## TO DO
From the records below, copy each line in which the string "TcpListener" occurs.
[RAW DATA Boundary: Start]
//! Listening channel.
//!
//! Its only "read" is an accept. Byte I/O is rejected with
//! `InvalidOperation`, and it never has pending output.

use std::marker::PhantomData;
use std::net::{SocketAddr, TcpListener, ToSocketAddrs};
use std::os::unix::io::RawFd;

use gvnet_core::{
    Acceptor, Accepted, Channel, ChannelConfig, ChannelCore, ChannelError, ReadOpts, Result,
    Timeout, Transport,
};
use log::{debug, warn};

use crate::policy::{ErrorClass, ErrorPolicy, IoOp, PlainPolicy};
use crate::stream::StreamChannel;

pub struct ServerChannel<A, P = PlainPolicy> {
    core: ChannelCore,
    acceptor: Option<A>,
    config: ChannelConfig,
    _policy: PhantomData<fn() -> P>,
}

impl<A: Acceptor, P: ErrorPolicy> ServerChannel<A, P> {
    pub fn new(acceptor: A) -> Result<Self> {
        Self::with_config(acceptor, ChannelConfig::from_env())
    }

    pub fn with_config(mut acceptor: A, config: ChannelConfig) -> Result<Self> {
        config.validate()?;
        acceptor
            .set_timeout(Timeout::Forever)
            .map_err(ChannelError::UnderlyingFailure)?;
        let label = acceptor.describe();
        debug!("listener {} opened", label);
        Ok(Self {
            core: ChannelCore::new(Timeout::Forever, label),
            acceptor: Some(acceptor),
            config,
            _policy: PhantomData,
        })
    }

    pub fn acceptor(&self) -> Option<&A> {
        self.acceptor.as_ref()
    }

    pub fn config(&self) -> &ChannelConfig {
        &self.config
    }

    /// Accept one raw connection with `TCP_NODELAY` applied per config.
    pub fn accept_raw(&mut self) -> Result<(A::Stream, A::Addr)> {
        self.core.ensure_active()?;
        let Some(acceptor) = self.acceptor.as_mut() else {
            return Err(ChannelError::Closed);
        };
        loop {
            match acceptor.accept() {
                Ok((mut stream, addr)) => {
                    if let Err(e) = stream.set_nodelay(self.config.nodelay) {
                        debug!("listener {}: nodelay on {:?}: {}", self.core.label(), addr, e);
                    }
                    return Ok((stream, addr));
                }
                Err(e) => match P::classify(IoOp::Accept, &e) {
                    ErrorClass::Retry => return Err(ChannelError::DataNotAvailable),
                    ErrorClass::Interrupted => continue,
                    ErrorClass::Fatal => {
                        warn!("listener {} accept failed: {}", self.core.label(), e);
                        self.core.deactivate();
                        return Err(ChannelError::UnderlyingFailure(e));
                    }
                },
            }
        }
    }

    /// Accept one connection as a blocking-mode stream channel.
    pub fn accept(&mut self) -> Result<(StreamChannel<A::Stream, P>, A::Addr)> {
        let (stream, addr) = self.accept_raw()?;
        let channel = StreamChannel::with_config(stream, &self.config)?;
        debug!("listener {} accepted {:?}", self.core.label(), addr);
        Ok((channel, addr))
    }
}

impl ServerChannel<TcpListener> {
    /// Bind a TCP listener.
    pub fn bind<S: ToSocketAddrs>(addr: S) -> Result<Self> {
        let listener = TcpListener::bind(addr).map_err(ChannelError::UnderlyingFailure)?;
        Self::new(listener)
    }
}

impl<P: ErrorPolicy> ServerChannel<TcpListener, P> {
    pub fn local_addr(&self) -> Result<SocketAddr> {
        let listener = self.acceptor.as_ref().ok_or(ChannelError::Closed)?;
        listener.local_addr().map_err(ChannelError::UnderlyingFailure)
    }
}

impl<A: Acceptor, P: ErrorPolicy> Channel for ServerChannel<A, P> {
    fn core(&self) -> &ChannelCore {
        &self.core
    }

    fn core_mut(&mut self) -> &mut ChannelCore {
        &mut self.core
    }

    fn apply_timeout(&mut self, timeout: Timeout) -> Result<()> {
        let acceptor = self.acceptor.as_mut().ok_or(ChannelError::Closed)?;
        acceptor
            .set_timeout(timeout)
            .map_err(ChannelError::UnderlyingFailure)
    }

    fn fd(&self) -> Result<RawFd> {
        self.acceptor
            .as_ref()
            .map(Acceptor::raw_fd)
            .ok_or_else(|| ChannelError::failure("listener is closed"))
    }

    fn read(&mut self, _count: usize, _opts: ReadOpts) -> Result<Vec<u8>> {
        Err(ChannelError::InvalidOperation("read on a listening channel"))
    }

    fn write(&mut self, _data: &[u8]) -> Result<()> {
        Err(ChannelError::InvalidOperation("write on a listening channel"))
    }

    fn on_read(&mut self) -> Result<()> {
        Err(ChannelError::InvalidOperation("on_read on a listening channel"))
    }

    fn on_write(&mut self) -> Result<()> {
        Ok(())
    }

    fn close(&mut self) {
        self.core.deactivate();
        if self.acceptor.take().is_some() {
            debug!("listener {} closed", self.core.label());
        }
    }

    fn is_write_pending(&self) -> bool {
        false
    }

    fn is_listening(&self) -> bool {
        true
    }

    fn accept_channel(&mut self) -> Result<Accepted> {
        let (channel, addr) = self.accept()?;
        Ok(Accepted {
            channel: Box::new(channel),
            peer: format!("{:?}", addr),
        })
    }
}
[RAW DATA Boundary: End]
## TASK SOLUTION
use std::net::{SocketAddr, TcpListener, ToSocketAddrs};
impl ServerChannel<TcpListener> {
        let listener = TcpListener::bind(addr).map_err(ChannelError::UnderlyingFailure)?;
impl<P: ErrorPolicy> ServerChannel<TcpListener, P> {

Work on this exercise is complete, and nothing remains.